§ Task brief
Go through the listing below and show each line that has the word "ContactId".

§ Material to process
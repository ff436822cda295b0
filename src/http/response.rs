//! API error responses.
//!
//! # Responsibilities
//! - Map store outcomes to HTTP status codes
//! - Render every error as `{"error": <message>}`
//! - Log internal faults without leaking their detail to the client

use axum::{
    http::StatusCode,
    response::{IntoResponse, Response},
    Json,
};
use serde_json::json;

use crate::store::{ContactId, StoreError};

/// Store operation a handler was performing, used for error messages.
#[derive(Debug, Clone, Copy, PartialEq, Eq)]
pub enum StoreOp {
    List,
    Get(ContactId),
    Create,
    Update(ContactId),
    Delete(ContactId),
}

impl StoreOp {
    /// Client-facing message for an internal failure of this operation.
    fn failure_message(self) -> String {
        match self {
            Self::List => "Failed to fetch contacts".to_string(),
            Self::Get(id) => format!("Failed to fetch contact {id}"),
            Self::Create => "Failed to create contact".to_string(),
            Self::Update(id) => format!("Failed to update contact {id}"),
            Self::Delete(id) => format!("Failed to delete contact {id}"),
        }
    }
}

/// Errors a request can end in.
#[derive(Debug)]
pub enum ApiError {
    Validation(String),
    InvalidBody,
    InvalidQuery,
    PayloadTooLarge,
    Timeout,
    NotFound(ContactId),
    RouteNotFound,
    MethodNotAllowed,
    Internal(String),
}

impl ApiError {
    /// Generic 500 used when no operation context is available.
    pub fn internal() -> Self {
        Self::Internal("Internal server error".to_string())
    }

    /// Translate a store failure, logging internal faults.
    pub fn from_store(err: StoreError, op: StoreOp) -> Self {
        match err {
            StoreError::NotFound(id) => Self::NotFound(id),
            StoreError::Validation(e) => Self::Validation(e.to_string()),
            err => {
                tracing::error!(operation = ?op, error = %err, "Store operation failed");
                Self::Internal(op.failure_message())
            }
        }
    }

    pub fn status(&self) -> StatusCode {
        match self {
            Self::Validation(_) | Self::InvalidBody | Self::InvalidQuery => {
                StatusCode::BAD_REQUEST
            }
            Self::PayloadTooLarge => StatusCode::PAYLOAD_TOO_LARGE,
            Self::Timeout => StatusCode::REQUEST_TIMEOUT,
            Self::NotFound(_) | Self::RouteNotFound => StatusCode::NOT_FOUND,
            Self::MethodNotAllowed => StatusCode::METHOD_NOT_ALLOWED,
            Self::Internal(_) => StatusCode::INTERNAL_SERVER_ERROR,
        }
    }

    pub fn message(&self) -> String {
        match self {
            Self::Validation(msg) | Self::Internal(msg) => msg.clone(),
            Self::InvalidBody => "Invalid JSON body".to_string(),
            Self::InvalidQuery => "Invalid query string".to_string(),
            Self::PayloadTooLarge => "Request body too large".to_string(),
            Self::Timeout => "Request timed out".to_string(),
            Self::NotFound(id) => format!("Contact {id} not found"),
            Self::RouteNotFound => "Resource not found".to_string(),
            Self::MethodNotAllowed => "Method not allowed".to_string(),
        }
    }
}

impl IntoResponse for ApiError {
    fn into_response(self) -> Response {
        (self.status(), Json(json!({ "error": self.message() }))).into_response()
    }
}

§ Answer space
use crate::store::{ContactId, StoreError};
    Get(ContactId),
    Update(ContactId),
    Delete(ContactId),
    NotFound(ContactId),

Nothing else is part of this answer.